Each of the lines below must be retyped character for character.

■ **Stored data entries**
++++++++++++++++++++

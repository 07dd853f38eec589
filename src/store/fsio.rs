// =============================================================================
// Filesystem primitives — atomic JSON replacement and JSONL append/tail
// =============================================================================
//
// Two idioms shared by every store:
//
//   * Snapshots are replaced atomically: serialize to a `.tmp` sibling, then
//     rename over the target, so readers observe either the previous or the
//     next version and never a torn write.
//
//   * Logs are append-only JSONL. Each record is written as one
//     newline-terminated line in a single write call. The tail reader
//     streams line by line with a bounded ring, so "latest N" never slurps
//     a whole day file, and malformed lines are skipped.
// =============================================================================

use std::collections::VecDeque;
use std::fs::OpenOptions;
use std::io::{BufRead, BufReader, Write};
use std::path::Path;

use anyhow::{Context, Result};
use serde::de::DeserializeOwned;
use serde::Serialize;
use tracing::warn;

/// Atomically replace `path` with the JSON serialization of `value`.
pub fn atomic_write_json<T: Serialize>(path: impl AsRef<Path>, value: &T) -> Result<()> {
    let path = path.as_ref();
    if let Some(parent) = path.parent() {
        std::fs::create_dir_all(parent)
            .with_context(|| format!("creating {}", parent.display()))?;
    }

    let content = serde_json::to_string_pretty(value).context("serializing snapshot")?;
    let tmp_path = tmp_sibling(path);

    std::fs::write(&tmp_path, content)
        .with_context(|| format!("writing {}", tmp_path.display()))?;
    std::fs::rename(&tmp_path, path)
        .with_context(|| format!("renaming {} over {}", tmp_path.display(), path.display()))?;
    Ok(())
}

/// Read a JSON file. A missing file is `Ok(None)`; a malformed one is an
/// error for the caller to decide on.
pub fn read_json<T: DeserializeOwned>(path: impl AsRef<Path>) -> Result<Option<T>> {
    let path = path.as_ref();
    let content = match std::fs::read_to_string(path) {
        Ok(c) => c,
        Err(e) if e.kind() == std::io::ErrorKind::NotFound => return Ok(None),
        Err(e) => return Err(e).with_context(|| format!("reading {}", path.display())),
    };
    let value = serde_json::from_str(&content)
        .with_context(|| format!("parsing {}", path.display()))?;
    Ok(Some(value))
}

/// Append one record as a single newline-terminated JSONL line.
pub fn append_jsonl<T: Serialize>(path: impl AsRef<Path>, value: &T) -> Result<()> {
    let path = path.as_ref();
    if let Some(parent) = path.parent() {
        std::fs::create_dir_all(parent)
            .with_context(|| format!("creating {}", parent.display()))?;
    }

    let mut line = serde_json::to_string(value).context("serializing log record")?;
    line.push('\n');

    let mut file = OpenOptions::new()
        .create(true)
        .append(true)
        .open(path)
        .with_context(|| format!("opening {}", path.display()))?;
    // One write call per full line so concurrent appends from other traders
    // never interleave mid-record.
    file.write_all(line.as_bytes())
        .with_context(|| format!("appending to {}", path.display()))?;
    Ok(())
}

/// Stream a JSONL file and return the latest `n` parseable records, newest
/// first. Malformed lines are skipped with a warning. A missing file is an
/// empty result.
pub fn tail_jsonl<T: DeserializeOwned>(path: impl AsRef<Path>, n: usize) -> Result<Vec<T>> {
    let path = path.as_ref();
    if n == 0 {
        return Ok(Vec::new());
    }
    let file = match std::fs::File::open(path) {
        Ok(f) => f,
        Err(e) if e.kind() == std::io::ErrorKind::NotFound => return Ok(Vec::new()),
        Err(e) => return Err(e).with_context(|| format!("opening {}", path.display())),
    };

    let reader = BufReader::new(file);
    let mut ring: VecDeque<T> = VecDeque::with_capacity(n);
    let mut skipped = 0usize;

    for line in reader.lines() {
        let line = line.with_context(|| format!("reading {}", path.display()))?;
        if line.trim().is_empty() {
            continue;
        }
        match serde_json::from_str::<T>(&line) {
            Ok(record) => {
                if ring.len() == n {
                    ring.pop_front();
                }
                ring.push_back(record);
            }
            Err(_) => skipped += 1,
        }
    }
    if skipped > 0 {
        warn!(path = %path.display(), skipped, "skipped malformed jsonl lines");
    }

    Ok(ring.into_iter().rev().collect())
}

fn tmp_sibling(path: &Path) -> std::path::PathBuf {
    let mut name = path
        .file_name()
        .map(|n| n.to_string_lossy().to_string())
        .unwrap_or_else(|| "snapshot".to_string());
    name.push_str(".tmp");
    path.with_file_name(name)
}

// =============================================================================
// Tests
// =============================================================================

#[cfg(test)]
mod tests {
    use super::*;
    use serde::Deserialize;

    #[derive(Debug, Clone, PartialEq, Serialize, Deserialize)]
    struct Rec {
        seq: u64,
        label: String,
    }

    #[test]
    fn atomic_write_then_read_round_trip() {
        let dir = tempfile::tempdir().unwrap();
        let path = dir.path().join("nested/dir/state.json");
        let rec = Rec {
            seq: 7,
            label: "hello".to_string(),
        };
        atomic_write_json(&path, &rec).unwrap();
        let loaded: Rec = read_json(&path).unwrap().unwrap();
        assert_eq!(loaded, rec);
        // No tmp residue.
        assert!(!path.with_file_name("state.json.tmp").exists());
    }

    #[test]
    fn read_missing_is_none() {
        let dir = tempfile::tempdir().unwrap();
        let out: Option<Rec> = read_json(dir.path().join("absent.json")).unwrap();
        assert!(out.is_none());
    }

    #[test]
    fn append_and_tail_newest_first() {
        let dir = tempfile::tempdir().unwrap();
        let path = dir.path().join("log.jsonl");
        for seq in 0..5 {
            append_jsonl(
                &path,
                &Rec {
                    seq,
                    label: format!("r{seq}"),
                },
            )
            .unwrap();
        }
        let latest: Vec<Rec> = tail_jsonl(&path, 2).unwrap();
        assert_eq!(latest.len(), 2);
        assert_eq!(latest[0].seq, 4);
        assert_eq!(latest[1].seq, 3);
    }

    #[test]
    fn tail_skips_malformed_lines() {
        let dir = tempfile::tempdir().unwrap();
        let path = dir.path().join("log.jsonl");
        append_jsonl(&path, &Rec { seq: 1, label: "a".into() }).unwrap();
        {
            let mut f = OpenOptions::new().append(true).open(&path).unwrap();
            f.write_all(b"{ torn line\n").unwrap();
        }
        append_jsonl(&path, &Rec { seq: 2, label: "b".into() }).unwrap();

        let latest: Vec<Rec> = tail_jsonl(&path, 10).unwrap();
        assert_eq!(latest.len(), 2);
        assert_eq!(latest[0].seq, 2);
    }

    #[test]
    fn tail_missing_file_and_zero() {
        let dir = tempfile::tempdir().unwrap();
        let path = dir.path().join("absent.jsonl");
        let out: Vec<Rec> = tail_jsonl(&path, 5).unwrap();
        assert!(out.is_empty());
        append_jsonl(&path, &Rec { seq: 1, label: "a".into() }).unwrap();
        let zero: Vec<Rec> = tail_jsonl(&path, 0).unwrap();
        assert!(zero.is_empty());
    }
}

++++++++++++++++++++

■ **Answer to this problem**
repository 07dd853f38eec589
filename src/store/fsio.rs
// =============================================================================
// Filesystem primitives — atomic JSON replacement and JSONL append/tail
// =============================================================================
//
// Two idioms shared by every store:
//
//   * Snapshots are replaced atomically: serialize to a `.tmp` sibling, then
//     rename over the target, so readers observe either the previous or the
//     next version and never a torn write.
//
//   * Logs are append-only JSONL. Each record is written as one
//     newline-terminated line in a single write call. The tail reader
//     streams line by line with a bounded ring, so "latest N" never slurps
//     a whole day file, and malformed lines are skipped.
// =============================================================================

use std::collections::VecDeque;
use std::fs::OpenOptions;
use std::io::{BufRead, BufReader, Write};
use std::path::Path;

use anyhow::{Context, Result};
use serde::de::DeserializeOwned;
use serde::Serialize;
use tracing::warn;

/// Atomically replace `path` with the JSON serialization of `value`.
pub fn atomic_write_json<T: Serialize>(path: impl AsRef<Path>, value: &T) -> Result<()> {
    let path = path.as_ref();
    if let Some(parent) = path.parent() {
        std::fs::create_dir_all(parent)
            .with_context(|| format!("creating {}", parent.display()))?;
    }

    let content = serde_json::to_string_pretty(value).context("serializing snapshot")?;
    let tmp_path = tmp_sibling(path);

    std::fs::write(&tmp_path, content)
        .with_context(|| format!("writing {}", tmp_path.display()))?;
    std::fs::rename(&tmp_path, path)
        .with_context(|| format!("renaming {} over {}", tmp_path.display(), path.display()))?;
    Ok(())
}

/// Read a JSON file. A missing file is `Ok(None)`; a malformed one is an
/// error for the caller to decide on.
pub fn read_json<T: DeserializeOwned>(path: impl AsRef<Path>) -> Result<Option<T>> {
    let path = path.as_ref();
    let content = match std::fs::read_to_string(path) {
        Ok(c) => c,
        Err(e) if e.kind() == std::io::ErrorKind::NotFound => return Ok(None),
        Err(e) => return Err(e).with_context(|| format!("reading {}", path.display())),
    };
    let value = serde_json::from_str(&content)
        .with_context(|| format!("parsing {}", path.display()))?;
    Ok(Some(value))
}

/// Append one record as a single newline-terminated JSONL line.
pub fn append_jsonl<T: Serialize>(path: impl AsRef<Path>, value: &T) -> Result<()> {
    let path = path.as_ref();
    if let Some(parent) = path.parent() {
        std::fs::create_dir_all(parent)
            .with_context(|| format!("creating {}", parent.display()))?;
    }

    let mut line = serde_json::to_string(value).context("serializing log record")?;
    line.push('\n');

    let mut file = OpenOptions::new()
        .create(true)
        .append(true)
        .open(path)
        .with_context(|| format!("opening {}", path.display()))?;
    // One write call per full line so concurrent appends from other traders
    // never interleave mid-record.
    file.write_all(line.as_bytes())
        .with_context(|| format!("appending to {}", path.display()))?;
    Ok(())
}

/// Stream a JSONL file and return the latest `n` parseable records, newest
/// first. Malformed lines are skipped with a warning. A missing file is an
/// empty result.
pub fn tail_jsonl<T: DeserializeOwned>(path: impl AsRef<Path>, n: usize) -> Result<Vec<T>> {
    let path = path.as_ref();
    if n == 0 {
        return Ok(Vec::new());
    }
    let file = match std::fs::File::open(path) {
        Ok(f) => f,
        Err(e) if e.kind() == std::io::ErrorKind::NotFound => return Ok(Vec::new()),
        Err(e) => return Err(e).with_context(|| format!("opening {}", path.display())),
    };

    let reader = BufReader::new(file);
    let mut ring: VecDeque<T> = VecDeque::with_capacity(n);
    let mut skipped = 0usize;

    for line in reader.lines() {
        let line = line.with_context(|| format!("reading {}", path.display()))?;
        if line.trim().is_empty() {
            continue;
        }
        match serde_json::from_str::<T>(&line) {
            Ok(record) => {
                if ring.len() == n {
                    ring.pop_front();
                }
                ring.push_back(record);
            }
            Err(_) => skipped += 1,
        }
    }
    if skipped > 0 {
        warn!(path = %path.display(), skipped, "skipped malformed jsonl lines");
    }

    Ok(ring.into_iter().rev().collect())
}

fn tmp_sibling(path: &Path) -> std::path::PathBuf {
    let mut name = path
        .file_name()
        .map(|n| n.to_string_lossy().to_string())
        .unwrap_or_else(|| "snapshot".to_string());
    name.push_str(".tmp");
    path.with_file_name(name)
}

// =============================================================================
// Tests
// =============================================================================

#[cfg(test)]
mod tests {
    use super::*;
    use serde::Deserialize;

    #[derive(Debug, Clone, PartialEq, Serialize, Deserialize)]
    struct Rec {
        seq: u64,
        label: String,
    }

    #[test]
    fn atomic_write_then_read_round_trip() {
        let dir = tempfile::tempdir().unwrap();
        let path = dir.path().join("nested/dir/state.json");
        let rec = Rec {
            seq: 7,
            label: "hello".to_string(),
        };
        atomic_write_json(&path, &rec).unwrap();
        let loaded: Rec = read_json(&path).unwrap().unwrap();
        assert_eq!(loaded, rec);
        // No tmp residue.
        assert!(!path.with_file_name("state.json.tmp").exists());
    }

    #[test]
    fn read_missing_is_none() {
        let dir = tempfile::tempdir().unwrap();
        let out: Option<Rec> = read_json(dir.path().join("absent.json")).unwrap();
        assert!(out.is_none());
    }

    #[test]
    fn append_and_tail_newest_first() {
        let dir = tempfile::tempdir().unwrap();
        let path = dir.path().join("log.jsonl");
        for seq in 0..5 {
            append_jsonl(
                &path,
                &Rec {
                    seq,
                    label: format!("r{seq}"),
                },
            )
            .unwrap();
        }
        let latest: Vec<Rec> = tail_jsonl(&path, 2).unwrap();
        assert_eq!(latest.len(), 2);
        assert_eq!(latest[0].seq, 4);
        assert_eq!(latest[1].seq, 3);
    }

    #[test]
    fn tail_skips_malformed_lines() {
        let dir = tempfile::tempdir().unwrap();
        let path = dir.path().join("log.jsonl");
        append_jsonl(&path, &Rec { seq: 1, label: "a".into() }).unwrap();
        {
            let mut f = OpenOptions::new().append(true).open(&path).unwrap();
            f.write_all(b"{ torn line\n").unwrap();
        }
        append_jsonl(&path, &Rec { seq: 2, label: "b".into() }).unwrap();

        let latest: Vec<Rec> = tail_jsonl(&path, 10).unwrap();
        assert_eq!(latest.len(), 2);
        assert_eq!(latest[0].seq, 2);
    }

    #[test]
    fn tail_missing_file_and_zero() {
        let dir = tempfile::tempdir().unwrap();
        let path = dir.path().join("absent.jsonl");
        let out: Vec<Rec> = tail_jsonl(&path, 5).unwrap();
        assert!(out.is_empty());
        append_jsonl(&path, &Rec { seq: 1, label: "a".into() }).unwrap();
        let zero: Vec<Rec> = tail_jsonl(&path, 0).unwrap();
        assert!(zero.is_empty());
    }
}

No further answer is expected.